Symantec Corp. is learning the hard way that rapid turnover in the executive ranks can be expensive.
The world’s largest developer of security software has churned through four chief executive officers in the past five years as it adapts to an industry that’s vastly different from the antivirus-software business it helped pioneer. As a result, Symantec has spent at least $127 million on exit packages for departing senior managers and replacement awards for new ones --- about equal to the combined reported pay given to the CEOs of rivals Palo Alto Networks Inc. and FireEye Inc. over that span, data compiled by Bloomberg show.
Symantec shareholders still managed to thrive throughout the management upheaval, starting with the ouster of CEO Enrique Salem in July 2012. The stock has since returned 223 percent, including reinvested dividends, compared with the 137 percent advance for the 68-company S&P 500 Information Technology Index. Last year, the firm cut 10 percent of its workforce, sold its data-storage business and bought security firm Blue Coat Systems for $4.65 billion.
Blue Coat CEO Greg Clark, Chief Financial Officer Nicholas Noviello and Chief Operating Officer Michael Fey kept their roles at the combined company. Symantec replaced equity awards worth at least $62.9 million that the three executives were granted before the deal was completed, according to a July 25 regulatory filing. Most of the awards are tied to performance measures, such as adjusted operating income, and the number of shares to be paid out can increase if targets are exceeded.
“Symantec’s executive compensation model is performance-based and aligns with shareholder interests by ensuring our management team is focused on delivering outstanding performance and generating shareholder value,” the Mountain View, California-based firm said in an emailed statement. “The company has designed the elements of its executive compensation to ensure that the appropriate incentives were in place to drive strong performance through this period of significant change.”

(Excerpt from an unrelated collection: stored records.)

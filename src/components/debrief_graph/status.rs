//! Step status taxonomy: names and node fill colors.

/// Fill for nodes that carry no status code at all.
pub const NO_STATUS_FILL: &str = "#efefef";

/// Human-readable name for a step status code. Codes outside the known
/// set mean the step has not run yet.
pub fn status_name(status: i32) -> &'static str {
	match status {
		0 => "success",
		1 => "failure",
		-2 => "discarded",
		-3 => "collected",
		-4 => "untrusted",
		-5 => "visibility",
		124 => "timeout",
		_ => "queued",
	}
}

/// Node circle fill for a step status code.
pub fn status_color(status: i32) -> &'static str {
	match status {
		0 => "#44AA99",
		1 => "#CC3311",
		-2 => "black",
		-3 => "#FFB000",
		-4 => "white",
		-5 => "#EE3377",
		124 => "cornflowerblue",
		_ => "#555555",
	}
}

#[cfg(test)]
mod tests {
	use super::*;

	#[test]
	fn status_names_match_taxonomy() {
		assert_eq!(status_name(0), "success");
		assert_eq!(status_name(1), "failure");
		assert_eq!(status_name(-2), "discarded");
		assert_eq!(status_name(124), "timeout");
		assert_eq!(status_name(-3), "collected");
		assert_eq!(status_name(-4), "untrusted");
		assert_eq!(status_name(-5), "visibility");
		assert_eq!(status_name(999), "queued");
	}

	#[test]
	fn every_known_status_has_a_distinct_color() {
		let colors: Vec<_> = [0, 1, -2, -3, -4, -5, 124, 2]
			.iter()
			.map(|&s| status_color(s))
			.collect();
		for (i, a) in colors.iter().enumerate() {
			for b in &colors[i + 1..] {
				assert_ne!(a, b);
			}
		}
	}
}
//! REST client for the debrief reporting backend.
//!
//! Thin typed wrappers over the plugin endpoints. Every function returns
//! `Result` and never panics on bad payloads; callers log failures and
//! leave the affected view empty. One failed view never blocks another:
//! each graph type is fetched independently.

use std::collections::BTreeMap;

use gloo_net::http::Request;
use serde::Deserialize;
use serde_json::json;
use thiserror::Error;

use crate::components::debrief_graph::{GraphData, GraphKind, NodeId};

/// Inline notice shown when an export endpoint answers with something
/// other than a file descriptor.
pub const EXPORT_NOTICE: &str = "Please select at least one operation to export.";

/// Errors surfaced by the reporting API client.
#[derive(Debug, Error)]
pub enum ApiError {
	/// Transport or decode failure from the fetch layer.
	#[error("request failed: {0}")]
	Transport(#[from] gloo_net::Error),
	/// Non-2xx response.
	#[error("server returned HTTP {0}")]
	Status(u16),
	/// The body parsed, but not into the expected shape (the export
	/// endpoints answer with a bare string when nothing was selected).
	#[error("unexpected response payload")]
	UnexpectedPayload,
}

/// A fact attached to a step: trait/value pair.
#[derive(Clone, Debug, Default, Deserialize)]
pub struct FactRecord {
	/// Fact trait, e.g. `host.user.name`.
	#[serde(rename = "trait", default)]
	pub trait_name: String,
	/// Discovered value.
	#[serde(default)]
	pub value: serde_json::Value,
}

/// The ability a step executed.
#[derive(Clone, Debug, Default, Deserialize)]
pub struct AbilityRecord {
	/// Ability display name.
	#[serde(default)]
	pub name: String,
	/// ATT&CK technique name.
	#[serde(default)]
	pub technique_name: String,
	/// ATT&CK technique id.
	#[serde(default)]
	pub technique_id: String,
	/// ATT&CK tactic.
	#[serde(default)]
	pub tactic: String,
}

/// One executed step of an operation chain.
#[derive(Clone, Debug, Default, Deserialize)]
pub struct StepRecord {
	/// Step id, used to look up raw command output.
	#[serde(default)]
	pub id: Option<NodeId>,
	/// Step status code; absent means still queued.
	#[serde(default)]
	pub status: Option<i32>,
	/// Host the step ran on.
	#[serde(default)]
	pub host: String,
	/// Executed ability.
	#[serde(default)]
	pub ability: AbilityRecord,
	/// Completion time.
	#[serde(default)]
	pub finish: Option<String>,
	/// Facts the step collected.
	#[serde(default)]
	pub facts: Vec<FactRecord>,
}

/// One selected operation with its executed chain.
#[derive(Clone, Debug, Deserialize)]
pub struct OperationRecord {
	/// Operation id.
	pub id: NodeId,
	/// Operation name.
	#[serde(default)]
	pub name: String,
	/// Lifecycle state, e.g. `finished`.
	#[serde(default)]
	pub state: String,
	/// Start time.
	#[serde(default)]
	pub start: Option<String>,
	/// Executed steps in order.
	#[serde(default)]
	pub chain: Vec<StepRecord>,
}

/// A deployed agent.
#[derive(Clone, Debug, Default, Deserialize)]
pub struct AgentRecord {
	/// Agent identifier.
	#[serde(default)]
	pub paw: String,
	/// Host name.
	#[serde(default)]
	pub host: String,
	/// Platform, e.g. `linux`.
	#[serde(default)]
	pub platform: String,
	/// User the agent runs as.
	#[serde(default)]
	pub username: String,
	/// Privilege level.
	#[serde(default)]
	pub privilege: String,
	/// Executable name.
	#[serde(default)]
	pub exe_name: String,
}

/// ATT&CK tactic summary across the selected operations.
#[derive(Clone, Debug, Default, Deserialize)]
pub struct TacticRecord {
	/// Tactic display name.
	#[serde(default)]
	pub name: String,
	/// Technique id to technique name.
	#[serde(default)]
	pub techniques: BTreeMap<String, String>,
}

/// Full debrief report for a selection of operations.
#[derive(Clone, Debug, Default, Deserialize)]
pub struct DebriefReport {
	/// Selected operations with their chains.
	#[serde(default)]
	pub operations: Vec<OperationRecord>,
	/// Agents involved.
	#[serde(default)]
	pub agents: Vec<AgentRecord>,
	/// Tactic/technique rollup, keyed by tactic.
	#[serde(default)]
	pub ttps: BTreeMap<String, TacticRecord>,
}

/// Exported file descriptor returned by the PDF/JSON endpoints.
#[derive(Clone, Debug, Deserialize)]
pub struct ExportFile {
	/// Server-chosen file name.
	pub filename: String,
}

/// Raw command/output lookup for one step.
#[derive(Clone, Debug, Default, Deserialize)]
pub struct StepResult {
	/// Base64-encoded command output.
	#[serde(default)]
	pub output: String,
}

fn ensure_ok(response: &gloo_net::http::Response) -> Result<(), ApiError> {
	if response.ok() {
		Ok(())
	} else {
		Err(ApiError::Status(response.status()))
	}
}

/// Fetch the tabular report for a selection of operations.
pub async fn fetch_report(operations: &[String]) -> Result<DebriefReport, ApiError> {
	let response = Request::post("/plugin/debrief/report")
		.json(&json!({ "operations": operations }))?
		.send()
		.await?;
	ensure_ok(&response)?;
	Ok(response.json().await?)
}

/// Fetch one graph view's nodes and links.
pub async fn fetch_graph(kind: GraphKind, operations: &[String]) -> Result<GraphData, ApiError> {
	let url = format!(
		"/plugin/debrief/graph?type={}&operations={}",
		kind.query_key(),
		operations.join(",")
	);
	let response = Request::get(&url).send().await?;
	ensure_ok(&response)?;
	Ok(response.json().await?)
}

/// Fetch the raw output of one executed step.
pub async fn fetch_step_result(link_id: &NodeId) -> Result<StepResult, ApiError> {
	let response = Request::post("/api/rest")
		.json(&json!({ "index": "result", "link_id": link_id.to_string() }))?
		.send()
		.await?;
	ensure_ok(&response)?;
	Ok(response.json().await?)
}

// The export endpoints answer with a JSON object on success and a bare
// string when the selection was unusable, so both parse the body text
// rather than letting a decode error disguise the latter.
async fn export_file(response: gloo_net::http::Response) -> Result<ExportFile, ApiError> {
	ensure_ok(&response)?;
	let text = response.text().await?;
	serde_json::from_str(&text).map_err(|_| ApiError::UnexpectedPayload)
}

/// Trigger a PDF export of the selected operations.
pub async fn export_pdf(
	operations: &[String],
	graphs: &BTreeMap<String, String>,
	sections: &[String],
	header_logo: Option<&str>,
) -> Result<ExportFile, ApiError> {
	let response = Request::post("/plugin/debrief/pdf")
		.json(&json!({
			"operations": operations,
			"graphs": graphs,
			"report-sections": sections,
			"header-logo": header_logo,
		}))?
		.send()
		.await?;
	export_file(response).await
}

/// Trigger a JSON export of the selected operations.
pub async fn export_json(operations: &[String]) -> Result<ExportFile, ApiError> {
	let response = Request::post("/plugin/debrief/json")
		.json(&json!({ "operations": operations }))?
		.send()
		.await?;
	export_file(response).await
}

#[cfg(test)]
mod tests {
	use super::*;

	#[test]
	fn report_payload_parses_with_partial_fields() {
		let report: DebriefReport = serde_json::from_str(
			r#"{
				"operations": [{
					"id": "op-1",
					"name": "discovery run",
					"state": "finished",
					"chain": [
						{"id": 7, "status": 0, "host": "WS01",
						 "ability": {"name": "Identify users", "technique_name": "System Owner/User Discovery"},
						 "facts": [{"trait": "host.user.name", "value": "alice"}]},
						{"host": "WS02"}
					]
				}],
				"agents": [{"paw": "abc123", "host": "WS01", "platform": "windows"}],
				"ttps": {"discovery": {"name": "Discovery", "techniques": {"T1033": "System Owner/User Discovery"}}}
			}"#,
		)
		.unwrap();

		assert_eq!(report.operations.len(), 1);
		let chain = &report.operations[0].chain;
		assert_eq!(chain[0].status, Some(0));
		assert_eq!(chain[0].facts[0].trait_name, "host.user.name");
		assert_eq!(chain[1].status, None, "missing status means queued");
		assert_eq!(report.ttps["discovery"].techniques.len(), 1);
	}

	#[test]
	fn export_descriptor_requires_an_object() {
		let ok: Result<ExportFile, _> =
			serde_json::from_str(r#"{"filename": "debrief_2024-03-01", "pdf_bytes": "..."}"#);
		assert_eq!(ok.unwrap().filename, "debrief_2024-03-01");

		let bare: Result<ExportFile, _> =
			serde_json::from_str(r#""No or multiple operations selected""#);
		assert!(bare.is_err());
	}
}
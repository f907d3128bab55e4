//! Per-operation fact display cap.
//!
//! Fact graphs grow fast: one noisy operation can bury the view. Each
//! operation keeps its first [`FACT_DISPLAY_LIMIT`] fact nodes (payload
//! order); the rest are hidden together with every relationship edge
//! touching them, and a single readability warning is raised. Runs on
//! every rebuild, so selection changes recompute the cap from scratch.

use std::collections::{HashMap, HashSet};

use super::types::{EdgeKind, GraphNode, NodeId, NodeKind};

/// Maximum fact nodes displayed per operation.
pub const FACT_DISPLAY_LIMIT: usize = 15;

/// The readability warning, identical every time the cap is exceeded.
pub fn fact_limit_warning() -> String {
	format!(
		"More than {FACT_DISPLAY_LIMIT} facts found in the operation(s) selected. \
		 For readability, only the first {FACT_DISPLAY_LIMIT} facts of each operation are displayed."
	)
}

/// Which nodes and edges the cap removed, plus the warning when any
/// operation exceeded the limit (None clears a previous warning).
#[derive(Debug, Default)]
pub struct FactLimitOutcome {
	/// Hidden fact node indices.
	pub hidden_nodes: HashSet<usize>,
	/// Hidden relationship edge indices.
	pub hidden_edges: HashSet<usize>,
	/// Readability warning, if any operation was truncated.
	pub warning: Option<String>,
}

/// Apply the cap to a node set and its resolved edges
/// (`(source index, target index, kind)`).
pub fn limit_facts(nodes: &[GraphNode], edges: &[(usize, usize, EdgeKind)]) -> FactLimitOutcome {
	let mut per_operation: HashMap<&NodeId, Vec<usize>> = HashMap::new();
	let mut operation_order: Vec<&NodeId> = Vec::new();
	for (index, node) in nodes.iter().enumerate() {
		if node.kind != NodeKind::Fact {
			continue;
		}
		let Some(op) = &node.operation else {
			continue;
		};
		let bucket = per_operation.entry(op).or_insert_with(|| {
			operation_order.push(op);
			Vec::new()
		});
		bucket.push(index);
	}

	let mut outcome = FactLimitOutcome::default();
	for op in operation_order {
		let indices = &per_operation[op];
		if indices.len() <= FACT_DISPLAY_LIMIT {
			continue;
		}
		outcome.hidden_nodes.extend(&indices[FACT_DISPLAY_LIMIT..]);
	}

	if outcome.hidden_nodes.is_empty() {
		return outcome;
	}

	outcome.warning = Some(fact_limit_warning());
	for (index, &(source, target, kind)) in edges.iter().enumerate() {
		if kind == EdgeKind::Relationship
			&& (outcome.hidden_nodes.contains(&source) || outcome.hidden_nodes.contains(&target))
		{
			outcome.hidden_edges.insert(index);
		}
	}
	outcome
}

#[cfg(test)]
mod tests {
	use super::*;

	fn fact(id: i64, op: &str) -> GraphNode {
		GraphNode {
			id: NodeId::Int(id),
			name: format!("fact{id}"),
			kind: NodeKind::Fact,
			img: "star".into(),
			status: None,
			timestamp: None,
			operation: Some(NodeId::Text(op.into())),
			attrs: Default::default(),
		}
	}

	#[test]
	fn caps_each_operation_at_the_limit() {
		let nodes: Vec<GraphNode> = (0..20).map(|i| fact(i, "op-1")).collect();
		let outcome = limit_facts(&nodes, &[]);

		assert_eq!(outcome.hidden_nodes.len(), 5);
		let visible = nodes.len() - outcome.hidden_nodes.len();
		assert_eq!(visible, FACT_DISPLAY_LIMIT);
		// Payload order decides survivors: the first 15 stay.
		for i in 0..15 {
			assert!(!outcome.hidden_nodes.contains(&i));
		}
		assert!(outcome.warning.is_some());
	}

	#[test]
	fn operations_are_capped_independently() {
		let mut nodes: Vec<GraphNode> = (0..20).map(|i| fact(i, "op-1")).collect();
		nodes.extend((20..24).map(|i| fact(i, "op-2")));
		let outcome = limit_facts(&nodes, &[]);

		assert_eq!(outcome.hidden_nodes.len(), 5);
		assert!((20..24).all(|i| !outcome.hidden_nodes.contains(&i)));
	}

	#[test]
	fn relationship_edges_touching_hidden_facts_are_pruned() {
		let nodes: Vec<GraphNode> = (0..17).map(|i| fact(i, "op-1")).collect();
		let edges = vec![
			(0, 16, EdgeKind::Relationship),  // target hidden
			(15, 3, EdgeKind::Relationship),  // source hidden
			(0, 1, EdgeKind::Relationship),   // both visible
			(2, 16, EdgeKind::NextLink),      // wrong kind, kept
		];
		let outcome = limit_facts(&nodes, &edges);

		assert_eq!(outcome.hidden_nodes, HashSet::from([15, 16]));
		assert_eq!(outcome.hidden_edges, HashSet::from([0, 1]));
	}

	#[test]
	fn under_limit_clears_the_warning() {
		let nodes: Vec<GraphNode> = (0..15).map(|i| fact(i, "op-1")).collect();
		let outcome = limit_facts(&nodes, &[]);
		assert!(outcome.hidden_nodes.is_empty());
		assert!(outcome.warning.is_none());
	}

	#[test]
	fn warning_text_is_identical_between_runs() {
		let nodes: Vec<GraphNode> = (0..16).map(|i| fact(i, "op-1")).collect();
		let first = limit_facts(&nodes, &[]).warning.unwrap();
		let second = limit_facts(&nodes, &[]).warning.unwrap();
		assert_eq!(first, second);
	}
}
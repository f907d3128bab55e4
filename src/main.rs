//! Client entrypoint for the CSR build.

// Bin target reuses lib deps, silence noisy lint.
#![allow(unused_crate_dependencies)]

use debrief_graph::{App, init_logging};
use leptos::prelude::*;

fn main() {
	init_logging();

	mount_to_body(|| {
		view! { <App /> }
	})
}
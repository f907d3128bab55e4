//! Interactive force-directed debrief graph component.
//!
//! Renders one of the five debrief views (steps, attack path, tactic,
//! technique, fact) on an HTML canvas with:
//! - Physics-based node positioning via a force simulation
//! - Pan, zoom, and pin-in-place node dragging
//! - A deduplicated legend with per-category icons
//! - Chronological playback revealing nodes in timestamp order
//! - A per-operation cap on displayed fact nodes
//!
//! The simulation, playback, legend, and fact-cap modules are pure state
//! machines; only [`component`] and [`render`] touch the DOM.

mod component;
mod facts;
mod icons;
mod legend;
mod playback;
mod render;
mod simulation;
mod state;
mod status;
mod tooltip;
mod types;

pub use component::DebriefGraphCanvas;
pub use facts::FACT_DISPLAY_LIMIT;
pub use status::status_name;
pub use types::{GraphData, GraphKind, GraphLink, GraphNode, NodeId, NodeKind};
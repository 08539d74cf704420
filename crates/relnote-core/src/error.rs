//! Error types for relnote

use std::path::PathBuf;
use thiserror::Error;

/// Result type alias using RelnoteError
pub type Result<T> = std::result::Result<T, RelnoteError>;

/// Main error type for relnote operations
///
/// Every variant is fatal to a run: there is no partial-success mode and
/// nothing is retried.
#[derive(Debug, Error)]
pub enum RelnoteError {
    /// Configuration-related errors
    #[error(transparent)]
    Config(#[from] ConfigError),

    /// Fragment store and parsing errors
    #[error(transparent)]
    Fragment(#[from] FragmentError),

    /// Hosting API errors
    #[error(transparent)]
    Hosting(#[from] HostingError),

    /// Rendering errors
    #[error(transparent)]
    Render(#[from] RenderError),
}

/// Configuration-related errors
#[derive(Debug, Error)]
pub enum ConfigError {
    /// Invalid configuration value
    #[error("Invalid configuration: {field} - {message}")]
    InvalidValue { field: String, message: String },

    /// YAML parsing error
    #[error("YAML parsing error: {0}")]
    YamlError(#[from] serde_yaml::Error),

    /// TOML parsing error
    #[error("TOML parsing error: {0}")]
    TomlError(#[from] toml::de::Error),

    /// IO error
    #[error("IO error reading config: {0}")]
    Io(#[from] std::io::Error),
}

/// Fragment store and fragment parsing errors
#[derive(Debug, Error)]
pub enum FragmentError {
    /// The fragment directory (or a file in it) could not be read
    #[error("Fragment store unavailable at {path}: {source}")]
    StoreUnavailable {
        path: PathBuf,
        #[source]
        source: std::io::Error,
    },

    /// A fragment could not be decoded
    #[error("Malformed fragment {file}: {source}")]
    MalformedFragment {
        file: String,
        #[source]
        source: serde_yaml::Error,
    },
}

/// Hosting API errors
#[derive(Debug, Error)]
pub enum HostingError {
    /// Looking up the commit that introduced a fragment failed
    #[error("Commit lookup failed for {path}: {reason}")]
    CommitLookupFailed { path: String, reason: String },

    /// Looking up the pull request for a commit failed
    #[error("Pull request lookup failed for commit {sha}: {reason}")]
    PullLookupFailed { sha: String, reason: String },

    /// The API client could not be constructed
    #[error("Hosting client error: {0}")]
    Client(String),
}

/// Rendering errors
#[derive(Debug, Error)]
pub enum RenderError {
    /// `dict` called with an odd number of arguments
    #[error("invalid dictionary call: expected key/value pairs, got {0} arguments")]
    InvalidMappingArity(usize),

    /// `dict` key that is neither a string nor a sequence of strings
    #[error("invalid dictionary key: {0}")]
    InvalidMappingKey(String),

    /// Template file could not be read
    #[error("Template not found at {path}: {source}")]
    TemplateNotFound {
        path: PathBuf,
        #[source]
        source: std::io::Error,
    },

    /// Template failed to compile or evaluate
    #[error("Template error: {0}")]
    Template(String),
}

After they were ousted in 2012 for poor company performance, Salem and two other senior managers, Executive Vice President William Robbins and Group President Janice Chaffin, collected a combined $14.4 million in exit payments.
Salem’s successor, Stephen Bennett, was fired after less than two years as the market for personal computers slumped, sales fell and several other executives left the company. Bennett got a $24.3 million exit package.
In 2014, Michael Brown took charge and oversaw the sale of Symantec’s Veritas data-storage unit, a transaction his predecessors deemed too complex to carry out. Brown, who was replaced by Blue Coat’s Clark last August, and Thomas Seifert, who left his job as CFO in November, collected golden parachutes worth $17 million and $8.16 million, respectively.